__PROBLEM TO WORK ON__. Each line from the first down to the one containing "let first_nonzero = bytes.iter().position(|&b|" should be returned exactly as it appears below.

(EXERCISE MATERIALS Opens)

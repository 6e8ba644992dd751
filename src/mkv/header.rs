//! EBML header, Segment/Info/Tracks construction.

use crate::vint::{encode_vint, encode_vint_unknown_size};

use super::{MkvError, MkvTrackInfo};

// Matroska/EBML element IDs (fixed, not VINT-chosen — these are literal
// byte sequences defined by the spec, never re-encoded).
const ID_EBML: [u8; 4] = [0x1A, 0x45, 0xDF, 0xA3];
const ID_EBML_VERSION: [u8; 2] = [0x42, 0x86];
const ID_EBML_READ_VERSION: [u8; 2] = [0x42, 0xF7];
const ID_EBML_MAX_ID_LENGTH: [u8; 2] = [0x42, 0xF2];
const ID_EBML_MAX_SIZE_LENGTH: [u8; 2] = [0x42, 0xF3];
const ID_DOC_TYPE: [u8; 2] = [0x42, 0x82];
const ID_DOC_TYPE_VERSION: [u8; 2] = [0x42, 0x87];
const ID_DOC_TYPE_READ_VERSION: [u8; 2] = [0x42, 0x85];

const ID_SEGMENT: [u8; 4] = [0x18, 0x53, 0x80, 0x67];
const ID_INFO: [u8; 4] = [0x15, 0x49, 0xA9, 0x66];
const ID_TIMECODE_SCALE: [u8; 3] = [0x2A, 0xD7, 0xB1];
const ID_MUXING_APP: [u8; 2] = [0x4D, 0x80];
const ID_WRITING_APP: [u8; 2] = [0x57, 0x41];
const ID_TITLE: [u8; 2] = [0x7B, 0xA9];

const ID_TRACKS: [u8; 4] = [0x16, 0x54, 0xAE, 0x6B];
const ID_TRACK_ENTRY: [u8; 1] = [0xAE];
const ID_TRACK_NUMBER: [u8; 1] = [0xD7];
const ID_TRACK_UID: [u8; 2] = [0x73, 0xC5];
const ID_TRACK_TYPE: [u8; 1] = [0x83];
const ID_NAME: [u8; 2] = [0x53, 0x6E];
const ID_CODEC_ID: [u8; 1] = [0x86];
const ID_CODEC_PRIVATE: [u8; 2] = [0x63, 0xA2];
const ID_VIDEO: [u8; 1] = [0xE0];
const ID_PIXEL_WIDTH: [u8; 1] = [0xB0];
const ID_PIXEL_HEIGHT: [u8; 1] = [0xBA];
const ID_AUDIO: [u8; 1] = [0xE1];
const ID_SAMPLING_FREQUENCY: [u8; 1] = [0xB5];
const ID_CHANNELS: [u8; 1] = [0x9F];
const ID_BIT_DEPTH: [u8; 2] = [0x62, 0x64];

const TIMECODE_SCALE_NS: u64 = 1_000_000; // 1 ms per tick
const MUXING_APP: &str = "kvs-producer-core";
const WRITING_APP: &str = "kvs-producer-core";

/// Appends `id || vint(payload.len()) || payload` to `out`.
fn write_element(id: &[u8], payload: &[u8], out: &mut Vec<u8>) -> Result<(), MkvError> {
    out.extend_from_slice(id);
    encode_vint(payload.len() as u64, None, out)?;
    out.extend_from_slice(payload);
    Ok(())
}

fn write_uint_element(id: &[u8], value: u64, out: &mut Vec<u8>) -> Result<(), MkvError> {
    let bytes = value.to_be_bytes();
    let first_nonzero = bytes.iter().position(|&b| b != 0).unwrap_or(7);
    write_element(id, &bytes[first_nonzero..], out)
}

fn write_string_element(id: &[u8], value: &str, out: &mut Vec<u8>) -> Result<(), MkvError> {
    write_element(id, value.as_bytes(), out)
}

fn write_track_entry(track: &MkvTrackInfo, out: &mut Vec<u8>) -> Result<(), MkvError> {
    let mut entry = Vec::new();
    write_uint_element(&ID_TRACK_NUMBER, track.track_number(), &mut entry)?;
    write_uint_element(&ID_TRACK_UID, track.track_number(), &mut entry)?;
    write_uint_element(&ID_TRACK_TYPE, track.kind.track_type(), &mut entry)?;
    write_string_element(&ID_NAME, &track.name, &mut entry)?;
    write_string_element(&ID_CODEC_ID, &track.codec_id, &mut entry)?;
    write_element(&ID_CODEC_PRIVATE, &track.codec_private, &mut entry)?;

    if let Some(video) = &track.video {
        let mut video_payload = Vec::new();
        write_uint_element(&ID_PIXEL_WIDTH, video.width as u64, &mut video_payload)?;
        write_uint_element(&ID_PIXEL_HEIGHT, video.height as u64, &mut video_payload)?;
        write_element(&ID_VIDEO, &video_payload, &mut entry)?;
    }
    if let Some(audio) = &track.audio {
        let mut audio_payload = Vec::new();
        write_element(
            &ID_SAMPLING_FREQUENCY,
            &(audio.sample_rate as f64).to_be_bytes(),
            &mut audio_payload,
        )?;
        write_uint_element(&ID_CHANNELS, audio.channels as u64, &mut audio_payload)?;
        write_uint_element(&ID_BIT_DEPTH, audio.bit_depth as u64, &mut audio_payload)?;
        write_element(&ID_AUDIO, &audio_payload, &mut entry)?;
    }

    write_element(&ID_TRACK_ENTRY, &entry, out)
}

/// Builds the session's initial bytes: EBML header, followed by a Segment
/// opened with the unknown-size marker, containing Info and Tracks.
///
/// The Segment is left open (unknown size) per spec: Cluster/SimpleBlock
/// elements are appended later as independent top-level children, never
/// requiring the Segment length to be patched in after the fact.
pub fn build_ebml_segment_header(tracks: &[MkvTrackInfo]) -> Result<Vec<u8>, MkvError> {
    let mut out = Vec::new();

    let mut ebml_payload = Vec::new();
    write_uint_element(&ID_EBML_VERSION, 1, &mut ebml_payload)?;
    write_uint_element(&ID_EBML_READ_VERSION, 1, &mut ebml_payload)?;
    write_uint_element(&ID_EBML_MAX_ID_LENGTH, 4, &mut ebml_payload)?;
    write_uint_element(&ID_EBML_MAX_SIZE_LENGTH, 8, &mut ebml_payload)?;
    write_string_element(&ID_DOC_TYPE, "matroska", &mut ebml_payload)?;
    write_uint_element(&ID_DOC_TYPE_VERSION, 2, &mut ebml_payload)?;
    write_uint_element(&ID_DOC_TYPE_READ_VERSION, 2, &mut ebml_payload)?;
    write_element(&ID_EBML, &ebml_payload, &mut out)?;

    out.extend_from_slice(&ID_SEGMENT);
    encode_vint_unknown_size(&mut out);

    let mut info_payload = Vec::new();
    write_uint_element(&ID_TIMECODE_SCALE, TIMECODE_SCALE_NS, &mut info_payload)?;
    write_string_element(&ID_MUXING_APP, MUXING_APP, &mut info_payload)?;
    write_string_element(&ID_WRITING_APP, WRITING_APP, &mut info_payload)?;
    write_string_element(&ID_TITLE, "kvs-producer-core stream", &mut info_payload)?;
    write_element(&ID_INFO, &info_payload, &mut out)?;

    let mut tracks_payload = Vec::new();
    for track in tracks {
        write_track_entry(track, &mut tracks_payload)?;
    }
    write_element(&ID_TRACKS, &tracks_payload, &mut out)?;

    Ok(out)
}

#[cfg(test)]
mod tests {
    use super::*;
    use crate::mkv::{TrackKind, VideoTrackInfo};

    fn video_track() -> MkvTrackInfo {
        MkvTrackInfo {
            kind: TrackKind::Video,
            name: "video".into(),
            codec_id: "V_MPEG4/ISO/AVC".into(),
            codec_private: vec![
                0x01, 0x64, 0x00, 0x1F, 0xFF, 0xE1, 0x00, 0x04, 0x67, 0x64, 0x00, 0x1F, 0x01,
                0x00, 0x04, 0x68, 0xEE, 0x38, 0x80,
            ],
            video: Some(VideoTrackInfo { width: 640, height: 480 }),
            audio: None,
        }
    }

    #[test]
    fn header_starts_with_ebml_id_and_contains_segment_unknown_size() {
        let bytes = build_ebml_segment_header(&[video_track()]).unwrap();
        assert_eq!(&bytes[0..4], &[0x1A, 0x45, 0xDF, 0xA3]);
        let segment_pos = bytes
            .windows(4)
            .position(|w| w == ID_SEGMENT)
            .expect("Segment ID present");
        let marker = &bytes[segment_pos + 4..segment_pos + 12];
        assert_eq!(marker, &[0x01, 0xFF, 0xFF, 0xFF, 0xFF, 0xFF, 0xFF, 0xFF]);
    }

    #[test]
    fn codec_private_survives_round_trip_in_output() {
        let track = video_track();
        let bytes = build_ebml_segment_header(&[track.clone()]).unwrap();
        assert!(bytes.windows(track.codec_private.len()).any(|w| w == track.codec_private.as_slice()));
    }
}
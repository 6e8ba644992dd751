//! H.264 Sequence Parameter Set parsing — extracts coded resolution.
//!
//! Bit-for-bit port of the original SDK's exponential-Golomb reader
//! (profile_idc gate, crop-unit table, width/height formulas); kept exact
//! because resolution extraction is a testable property end to end.

use super::MkvError;

struct BitReader<'a> {
    buf: &'a [u8],
    bit_pos: usize,
}

impl<'a> BitReader<'a> {
    fn new(buf: &'a [u8]) -> Self {
        BitReader { buf, bit_pos: 0 }
    }

    fn read_bit(&mut self) -> Result<u32, MkvError> {
        let index = self.bit_pos / 8;
        let offset = self.bit_pos % 8 + 1;
        let byte = *self.buf.get(index).ok_or(MkvError::SpsTruncated)?;
        self.bit_pos += 1;
        Ok(((byte >> (8 - offset)) & 0x01) as u32)
    }

    fn read_bits(&mut self, n: u32) -> Result<u32, MkvError> {
        let mut r = 0u32;
        for i in 0..n {
            r |= self.read_bit()? << (n - i - 1);
        }
        Ok(r)
    }

    fn read_ue(&mut self) -> Result<u32, MkvError> {
        let mut zeros = 0u32;
        while self.read_bit()? == 0 && zeros < 32 {
            zeros += 1;
        }
        let suffix = self.read_bits(zeros)?;
        Ok(suffix + (1 << zeros) - 1)
    }

    fn read_se(&mut self) -> Result<i32, MkvError> {
        let code = self.read_ue()? as i32;
        Ok(if code & 1 != 0 { (code + 1) / 2 } else { -(code / 2) })
    }
}

/// Profile IDs that carry the chroma_format_idc / scaling-list extension,
/// per ITU-T H.264 §7.4.2.1.1.
const EXTENDED_CHROMA_PROFILES: [u32; 13] = [
    100, 110, 122, 244, 44, 83, 86, 118, 128, 138, 139, 134, 135,
];

/// Extracts `(width, height)` in pixels from a raw (already Annex-B/AVCC
/// escaped-byte-stripped) SPS NAL payload, starting at the profile_idc byte
/// (i.e. the NAL header byte must already be stripped by the caller).
pub fn h264_video_resolution(sps: &[u8]) -> Result<(u16, u16), MkvError> {
    let mut bits = BitReader::new(sps);

    let profile_idc = bits.read_bits(8)?;
    let _constraint_flags = bits.read_bits(8)?;
    let _level_idc = bits.read_bits(8)?;
    let _seq_parameter_set_id = bits.read_ue()?;

    let mut chroma_format_idc = 1u32;
    if EXTENDED_CHROMA_PROFILES.contains(&profile_idc) {
        chroma_format_idc = bits.read_ue()?;
        if chroma_format_idc == 3 {
            let _residual_colour_transform_flag = bits.read_bit()?;
        }
        let _bit_depth_luma_minus8 = bits.read_ue()?;
        let _bit_depth_chroma_minus8 = bits.read_ue()?;
        let _qpprime_y_zero_transform_bypass_flag = bits.read_bit()?;

        let seq_scaling_matrix_present_flag = bits.read_bit()?;
        if seq_scaling_matrix_present_flag != 0 {
            for i in 0..8 {
                let seq_scaling_list_present_flag = bits.read_bit()?;
                if seq_scaling_list_present_flag != 0 {
                    let size_of_scaling_list = if i < 6 { 16 } else { 64 };
                    let mut last_scale = 8i32;
                    let mut next_scale = 8i32;
                    for _ in 0..size_of_scaling_list {
                        if next_scale != 0 {
                            let delta_scale = bits.read_se()?;
                            next_scale = (last_scale + delta_scale + 256) % 256;
                        }
                        last_scale = if next_scale == 0 { last_scale } else { next_scale };
                    }
                }
            }
        }
    }

    let _log2_max_frame_num_minus4 = bits.read_ue()?;
    let pic_order_cnt_type = bits.read_ue()?;
    if pic_order_cnt_type == 0 {
        let _log2_max_pic_order_cnt_lsb_minus4 = bits.read_ue()?;
    } else if pic_order_cnt_type == 1 {
        let _delta_pic_order_always_zero_flag = bits.read_bit()?;
        let _offset_for_non_ref_pic = bits.read_se()?;
        let _offset_for_top_to_bottom_field = bits.read_se()?;
        let num_ref_frames_in_pic_order_cnt_cycle = bits.read_ue()?;
        for _ in 0..num_ref_frames_in_pic_order_cnt_cycle {
            let _ = bits.read_se()?;
        }
    }

    let _max_num_ref_frames = bits.read_ue()?;
    let _gaps_in_frame_num_value_allowed_flag = bits.read_bit()?;
    let pic_width_in_mbs_minus1 = bits.read_ue()?;
    let pic_height_in_map_units_minus1 = bits.read_ue()?;
    let frame_mbs_only_flag = bits.read_bit()?;
    if frame_mbs_only_flag == 0 {
        let _mb_adaptive_frame_field_flag = bits.read_bit()?;
    }
    let _direct_8x8_inference_flag = bits.read_bit()?;

    let mut crop_unit_x = 0i32;
    let mut crop_unit_y = 0i32;
    let mut left = 0i32;
    let mut right = 0i32;
    let mut top = 0i32;
    let mut bottom = 0i32;

    let frame_cropping_flag = bits.read_bit()?;
    if frame_cropping_flag != 0 {
        left = bits.read_ue()? as i32;
        right = bits.read_ue()? as i32;
        top = bits.read_ue()? as i32;
        bottom = bits.read_ue()? as i32;

        match chroma_format_idc {
            0 => {
                crop_unit_x = 1;
                crop_unit_y = 2 - frame_mbs_only_flag as i32;
            }
            1 => {
                crop_unit_x = 2;
                crop_unit_y = 2 * (2 - frame_mbs_only_flag as i32);
            }
            2 => {
                crop_unit_x = 2;
                crop_unit_y = 2 - frame_mbs_only_flag as i32;
            }
            _ => {
                crop_unit_x = 1;
                crop_unit_y = 2 - frame_mbs_only_flag as i32;
            }
        }
    }

    let width = ((pic_width_in_mbs_minus1 as i32 + 1) * 16) - crop_unit_x * (left + right);
    let height = ((2 - frame_mbs_only_flag as i32) * (pic_height_in_map_units_minus1 as i32 + 1) * 16)
        - crop_unit_y * (top + bottom);

    Ok((width as u16, height as u16))
}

(EXERCISE MATERIALS Closes)

__SOLUTION BELOW__.
repository 6e8ba644992dd751
filename src/mkv/header.rs
//! EBML header, Segment/Info/Tracks construction.

use crate::vint::{encode_vint, encode_vint_unknown_size};

use super::{MkvError, MkvTrackInfo};

// Matroska/EBML element IDs (fixed, not VINT-chosen — these are literal
// byte sequences defined by the spec, never re-encoded).
const ID_EBML: [u8; 4] = [0x1A, 0x45, 0xDF, 0xA3];
const ID_EBML_VERSION: [u8; 2] = [0x42, 0x86];
const ID_EBML_READ_VERSION: [u8; 2] = [0x42, 0xF7];
const ID_EBML_MAX_ID_LENGTH: [u8; 2] = [0x42, 0xF2];
const ID_EBML_MAX_SIZE_LENGTH: [u8; 2] = [0x42, 0xF3];
const ID_DOC_TYPE: [u8; 2] = [0x42, 0x82];
const ID_DOC_TYPE_VERSION: [u8; 2] = [0x42, 0x87];
const ID_DOC_TYPE_READ_VERSION: [u8; 2] = [0x42, 0x85];

const ID_SEGMENT: [u8; 4] = [0x18, 0x53, 0x80, 0x67];
const ID_INFO: [u8; 4] = [0x15, 0x49, 0xA9, 0x66];
const ID_TIMECODE_SCALE: [u8; 3] = [0x2A, 0xD7, 0xB1];
const ID_MUXING_APP: [u8; 2] = [0x4D, 0x80];
const ID_WRITING_APP: [u8; 2] = [0x57, 0x41];
const ID_TITLE: [u8; 2] = [0x7B, 0xA9];

const ID_TRACKS: [u8; 4] = [0x16, 0x54, 0xAE, 0x6B];
const ID_TRACK_ENTRY: [u8; 1] = [0xAE];
const ID_TRACK_NUMBER: [u8; 1] = [0xD7];
const ID_TRACK_UID: [u8; 2] = [0x73, 0xC5];
const ID_TRACK_TYPE: [u8; 1] = [0x83];
const ID_NAME: [u8; 2] = [0x53, 0x6E];
const ID_CODEC_ID: [u8; 1] = [0x86];
const ID_CODEC_PRIVATE: [u8; 2] = [0x63, 0xA2];
const ID_VIDEO: [u8; 1] = [0xE0];
const ID_PIXEL_WIDTH: [u8; 1] = [0xB0];
const ID_PIXEL_HEIGHT: [u8; 1] = [0xBA];
const ID_AUDIO: [u8; 1] = [0xE1];
const ID_SAMPLING_FREQUENCY: [u8; 1] = [0xB5];
const ID_CHANNELS: [u8; 1] = [0x9F];
const ID_BIT_DEPTH: [u8; 2] = [0x62, 0x64];

const TIMECODE_SCALE_NS: u64 = 1_000_000; // 1 ms per tick
const MUXING_APP: &str = "kvs-producer-core";
const WRITING_APP: &str = "kvs-producer-core";

/// Appends `id || vint(payload.len()) || payload` to `out`.
fn write_element(id: &[u8], payload: &[u8], out: &mut Vec<u8>) -> Result<(), MkvError> {
    out.extend_from_slice(id);
    encode_vint(payload.len() as u64, None, out)?;
    out.extend_from_slice(payload);
    Ok(())
}

fn write_uint_element(id: &[u8], value: u64, out: &mut Vec<u8>) -> Result<(), MkvError> {
    let bytes = value.to_be_bytes();
    let first_nonzero = bytes.iter().position(|&b| b != 0).unwrap_or(7);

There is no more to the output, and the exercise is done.